All the ducks are in a row. Vinson’s soloing works well and on the album in more general terms his playing is as good as I ever heard him on record although the context is not as groove heavy as found on Trio Grande.

If a Vinson fan go hear what the Londoner does on ‘Prelude to a Kiss’ peeling away the instantly recognisable notes and tones of the piece and finding something to say that’s all his own. Never vin ordinaire and already even more of a grand cru like a dweller on the threshold in the shadow of fellow Englishman Tim Garland, Vinson is also on the new Ant Law Unified Theories album which is a must.

Sipiagin was in the Mingus Big Band for Blues and Politics and the engrossing Mingus selection here drawing on the ‘Little Royal Suite’ shares its inclusion in common with that 1999 album.

I haven’t heard a version of Strayhorn’s ‘UMMG’ since pianist Matthew Whitaker’s on Now Hear This. But Sipiagian’s take is more similar to Terrell Stafford’s issued a decade ago although Stafford’s tonal approach and the way he conveys timbre is not quite the same.

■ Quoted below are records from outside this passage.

use photoscribe::WriteItem;
use photoscribe::task::{
    Backlog, DepthQueue, FifoQueue, Inbox, Task, TaskQueue, TaskStats, path_depth,
};
use std::path::{Path, PathBuf};

fn p(s: &str) -> PathBuf {
    PathBuf::from(s)
}

// --- stats ---

#[test]
fn test_stats_input_is_sum_of_outcomes() {
    let task = Task::new("Discover", 3);
    for name in ["/r/a", "/r/b", "/r/c"] {
        task.add(p(name));
    }
    let a = task.start_next(None, 2.0).unwrap();
    let b = task.start_next(None, 2.0).unwrap();
    let c = task.start_next(None, 2.0).unwrap();
    task.finish(&a, 3);
    task.fail(&b);
    task.reject(&c);

    let total = task.total();
    assert!(total.is_balanced());
    assert_eq!(total.input, 3);
    assert_eq!((total.done, total.failed, total.rejected), (1, 1, 1));
    assert_eq!(total.output, 3);
    assert_eq!(task.active_len(), 0);
}

#[test]
fn test_stats_compact_form() {
    let mut s = TaskStats::default();
    s.finish(1);
    s.finish(1);
    assert_eq!(s.compact(), "2D");
    s.fail();
    s.reject();
    assert_eq!(s.compact(), "4>1F1R2D");
    let mut dirs = TaskStats::default();
    dirs.finish(5);
    assert_eq!(dirs.compact(), "1>5D");
}

#[test]
fn test_recent_resets_total_does_not() {
    let task = Task::new("Write", 1);
    task.add(p("/r/a.jpg"));
    let a = task.start_next(None, 2.0).unwrap();
    task.finish(&a, 1);
    task.reset_recent();
    assert_eq!(task.recent(), TaskStats::default());
    assert_eq!(task.total().done, 1);
}

// --- capacity and backpressure ---

#[test]
fn test_capacity_limits_active_items() {
    let task = Task::new("SkipCheck", 2);
    for name in ["/r/a", "/r/b", "/r/c"] {
        task.add(p(name));
    }
    assert!(task.start_next(None, 2.0).is_some());
    assert!(task.start_next(None, 2.0).is_some());
    assert!(task.start_next(None, 2.0).is_none());
    assert_eq!(task.active_len(), 2);
    assert_eq!(task.queued(), 1);
}

#[test]
fn test_zero_maximum_is_raised_to_one() {
    let task: Task<PathBuf> = Task::new("Write", 0);
    assert_eq!(task.maximum(), 1);
}

#[test]
fn test_backpressure_blocks_when_downstream_full() {
    let upstream = Task::new("SkipCheck", 4);
    upstream.add(p("/r/a.jpg"));
    let downstream: Task<PathBuf> = Task::new("LLM", 2);
    for i in 0..4 {
        downstream.add(p(&format!("/r/{i}.jpg")));
    }
    // 4 queued >= 2 * 2.0
    assert!(upstream.start_next(Some(&downstream as &dyn Backlog), 2.0).is_none());

    let taken = downstream.start_next(None, 2.0).unwrap();
    assert_eq!(downstream.queued(), 3);
    assert!(upstream.start_next(Some(&downstream as &dyn Backlog), 2.0).is_some());
    downstream.finish(&taken, 1);
}

#[test]
fn test_empty_queue_starts_nothing() {
    let task: Task<PathBuf> = Task::new("Write", 2);
    assert!(task.start_next(None, 2.0).is_none());
    assert!(task.is_idle());
}

// --- queue orderings ---

#[test]
fn test_fifo_queue_order() {
    let mut q = FifoQueue::new();
    q.push(p("/r/b"));
    q.push(p("/r/a"));
    assert_eq!(q.pop(), Some(p("/r/b")));
    assert_eq!(q.pop(), Some(p("/r/a")));
    assert!(q.is_empty());
}

#[test]
fn test_path_depth_counts_separators() {
    assert_eq!(path_depth(Path::new("/r")), 1);
    assert_eq!(path_depth(Path::new("/r/a/b")), 3);
}

#[test]
fn test_depth_queue_deepest_first() {
    let mut q = DepthQueue::new();
    q.push(p("/r/a"));
    q.push(p("/r/a/b"));
    q.push(p("/r/a/b/c"));
    assert_eq!(q.pop(), Some(p("/r/a/b/c")));
    assert_eq!(q.pop(), Some(p("/r/a/b")));
    assert_eq!(q.pop(), Some(p("/r/a")));
    assert_eq!(q.pop(), None);
}

#[test]
fn test_depth_queue_fifo_at_equal_depth() {
    let mut q = DepthQueue::new();
    q.push(p("/r/z"));
    q.push(p("/r/a"));
    q.push(p("/r/deep/x"));
    q.push(p("/r/m"));
    assert_eq!(q.len(), 4);
    assert_eq!(q.pop(), Some(p("/r/deep/x")));
    assert_eq!(q.pop(), Some(p("/r/z")));
    assert_eq!(q.pop(), Some(p("/r/a")));
    assert_eq!(q.pop(), Some(p("/r/m")));
}

#[test]
fn test_task_with_depth_queue() {
    let task: Task<PathBuf> = Task::with_queue("Discover", 1, Box::new(DepthQueue::new()));
    task.add(p("/r"));
    task.add(p("/r/a/b"));
    task.add(p("/r/a"));
    assert_eq!(task.start_next(None, 2.0), Some(p("/r/a/b")));
}

// --- pending buffer ---

#[test]
fn test_pending_items_wait_for_flush() {
    let task = Task::new("Discover", 2);
    task.push_pending(vec![p("/r/sub1"), p("/r/sub2")]);
    assert_eq!(task.pending_len(), 2);
    assert!(!task.is_idle());
    assert!(task.start_next(None, 2.0).is_none());

    assert_eq!(task.flush_pending(), 2);
    assert_eq!(task.pending_len(), 0);
    assert_eq!(task.start_next(None, 2.0), Some(p("/r/sub1")));
}

#[test]
fn test_push_pending_empty_is_noop() {
    let task: Task<PathBuf> = Task::new("Discover", 1);
    task.push_pending(Vec::new());
    assert!(task.is_idle());
    assert_eq!(task.flush_pending(), 0);
}

// --- status line ---

#[test]
fn test_format_status_with_active_sample() {
    let task = Task::new("Write", 2).with_input_root("/r");
    for name in ["/r/a.jpg", "/r/b.jpg", "/r/c.jpg"] {
        task.add(p(name));
    }
    let a = task.start_next(None, 2.0).unwrap();
    task.start_next(None, 2.0).unwrap();
    task.finish(&a, 1);
    assert_eq!(task.format_status(), "Write: 1Q->1A/2M->1D/1D (b.jpg)");
}

#[test]
fn test_format_status_elides_long_active_set() {
    let task = Task::new("Metadata", 3).with_input_root("/r");
    for name in ["/r/a.jpg", "/r/b.jpg", "/r/c.jpg"] {
        task.add(p(name));
    }
    task.push_pending(vec![p("/r/d.jpg")]);
    for _ in 0..3 {
        task.start_next(None, 2.0).unwrap();
    }
    assert_eq!(
        task.format_status(),
        "Metadata: 1Q->3A/3M->0D/0D (a.jpg, b.jpg, ...)"
    );
}

// --- inbox ---

#[test]
fn test_failure_is_forwarded_only_to_write_items() {
    let err = anyhow::anyhow!("model crashed");
    let write: Task<WriteItem> = Task::new("Write", 1);
    assert!(Inbox::<WriteItem>::offer_failure(
        &write,
        Path::new("/r/a.jpg"),
        &err
    ));
    let item = write.start_next(None, 2.0).unwrap();
    assert_eq!(item.path, p("/r/a.jpg"));
    assert_eq!(item.content, Err("model crashed".to_string()));

    let paths: Task<PathBuf> = Task::new("SkipCheck", 1);
    assert!(!Inbox::<PathBuf>::offer_failure(
        &paths,
        Path::new("/r/a.jpg"),
        &err
    ));
    assert!(paths.is_idle());
}

#[test]
fn test_inbox_offer_queues_item() {
    let task: Task<PathBuf> = Task::new("SkipCheck", 1);
    Inbox::<PathBuf>::offer(&task, p("/r/a.jpg"));
    assert_eq!(task.queued(), 1);
}
//! Reverse geocoding and the adaptive backoff around it.

use log::{debug, warn};
use serde::Deserialize;
use std::collections::BTreeMap;
use std::fmt;
use std::sync::{Mutex, PoisonError};
use std::thread;
use std::time::Duration;

use crate::utils::config::{GeocodeDefaults, PackagePaths};

/// Failure classes the retry loop cares about.
#[derive(Debug)]
pub enum GeocodeError {
    /// Timeouts, connection failures, rate limiting: worth retrying.
    Transient(String),
    /// Bad request or unparseable answer: retrying will not help.
    Permanent(String),
}

impl fmt::Display for GeocodeError {
    fn fmt(&self, f: &mut fmt::Formatter<'_>) -> fmt::Result {
        match self {
            GeocodeError::Transient(m) => write!(f, "transient geocoding error: {m}"),
            GeocodeError::Permanent(m) => write!(f, "geocoding error: {m}"),
        }
    }
}

impl std::error::Error for GeocodeError {}

pub trait Geocoder: Send + Sync {
    /// Address for a position, or `None` when nothing is there.
    fn reverse_geocode(&self, lat: f64, lon: f64) -> Result<Option<String>, GeocodeError>;
}

/// OpenStreetMap Nominatim `/reverse`.
pub struct NominatimGeocoder {
    base_url: String,
    agent: ureq::Agent,
}

#[derive(Deserialize)]
struct NominatimReply {
    display_name: Option<String>,
    #[serde(default)]
    address: BTreeMap<String, String>,
    error: Option<String>,
}

/// Address parts already in `display_name` or too coarse to be a point of interest.
const GENERIC_ADDRESS_KEYS: &[&str] = &[
    "country_code",
    "country",
    "state",
    "county",
    "city",
    "town",
    "village",
    "postcode",
    "road",
    "house_number",
];

impl NominatimGeocoder {
    pub fn new(base_url: &str) -> Self {
        let agent = ureq::AgentBuilder::new()
            .timeout(GeocodeDefaults::REQUEST_TIMEOUT)
            .user_agent(PackagePaths::get().user_agent())
            .build();
        Self {
            base_url: base_url.trim_end_matches('/').to_string(),
            agent,
        }
    }
}

impl Default for NominatimGeocoder {
    fn default() -> Self {
        Self::new(GeocodeDefaults::NOMINATIM_URL)
    }
}

impl Geocoder for NominatimGeocoder {
    fn reverse_geocode(&self, lat: f64, lon: f64) -> Result<Option<String>, GeocodeError> {
        let resp = self
            .agent
            .get(&format!("{}/reverse", self.base_url))
            .query("format", "jsonv2")
            .query("lat", &lat.to_string())
            .query("lon", &lon.to_string())
            .query("zoom", "18")
            .query("addressdetails", "1")
            .query("accept-language", "en")
            .call();
        let resp = match resp {
            Ok(r) => r,
            Err(ureq::Error::Status(code, _)) if code == 429 || code >= 500 => {
                return Err(GeocodeError::Transient(format!("HTTP {code}")));
            }
            Err(ureq::Error::Status(code, _)) => {
                return Err(GeocodeError::Permanent(format!("HTTP {code}")));
            }
            Err(e) => return Err(GeocodeError::Transient(e.to_string())),
        };
        let reply: NominatimReply = resp
            .into_json()
            .map_err(|e| GeocodeError::Permanent(format!("bad response: {e}")))?;
        if let Some(err) = reply.error {
            debug!("nominatim: {err} at {lat},{lon}");
            return Ok(None);
        }
        let Some(address) = reply.display_name else {
            return Ok(None);
        };
        let poi: Vec<String> = reply
            .address
            .iter()
            .filter(|(k, v)| !GENERIC_ADDRESS_KEYS.contains(&k.as_str()) && !v.is_empty())
            .map(|(k, v)| format!("{k}: {v}"))
            .collect();
        if poi.is_empty() {
            Ok(Some(address))
        } else {
            Ok(Some(format!("{address} | {}", poi.join(", "))))
        }
    }
}

/// Wait between geocoder calls shared by all workers of a stage: doubles after a transient
/// failure, halves (never below the initial wait) after a success.
pub struct Backoff {
    initial: Duration,
    max_retries: u32,
    current: Mutex<Duration>,
}

impl Backoff {
    pub fn new(initial: Duration, max_retries: u32) -> Self {
        Self {
            initial,
            max_retries: max_retries.max(1),
            current: Mutex::new(initial),
        }
    }

    pub fn current(&self) -> Duration {
        *self.current.lock().unwrap_or_else(PoisonError::into_inner)
    }

    fn on_success(&self) {
        let mut cur = self.current.lock().unwrap_or_else(PoisonError::into_inner);
        *cur = (*cur / 2).max(self.initial);
    }

    fn on_failure(&self) -> Duration {
        let mut cur = self.current.lock().unwrap_or_else(PoisonError::into_inner);
        *cur = cur.saturating_mul(2);
        *cur
    }

    /// Run `op` up to `max_retries` times, sleeping the doubled wait after each transient
    /// failure. Permanent failures and the last transient one are returned as-is.
    pub fn run<T>(
        &self,
        label: &str,
        mut op: impl FnMut() -> Result<T, GeocodeError>,
    ) -> Result<T, GeocodeError> {
        let mut attempt = 1;
        loop {
            match op() {
                Ok(v) => {
                    self.on_success();
                    return Ok(v);
                }
                Err(GeocodeError::Transient(msg)) if attempt < self.max_retries => {
                    let wait = self.on_failure();
                    warn!(
                        "Network error for {label} (attempt {attempt}/{}): {msg}. Waiting {:.1}s before retry...",
                        self.max_retries,
                        wait.as_secs_f64()
                    );
                    thread::sleep(wait);
                    attempt += 1;
                }
                Err(GeocodeError::Transient(msg)) => {
                    return Err(GeocodeError::Transient(format!(
                        "gave up after {} attempts: {msg}",
                        self.max_retries
                    )));
                }
                Err(e) => return Err(e),
            }
        }
    }
}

This year hard bop speaking generally and there is a lot of width within that approach championed by the remarkable Blue Note find Brandon Woody, Sipiagin himself, Jeremy Pelt and more is as valid as ever. I have no problem with quality emanating from any style as long as it works successfully. Certainly Reverberations does on its own terms by mingling fine tunes, the vocal track and standards in a simpatico context. A lot of critics make the mistake that you have to play avant-garde to be credible. LMFAO. It’s thinking that misses the point entirely.

Out on 27 June.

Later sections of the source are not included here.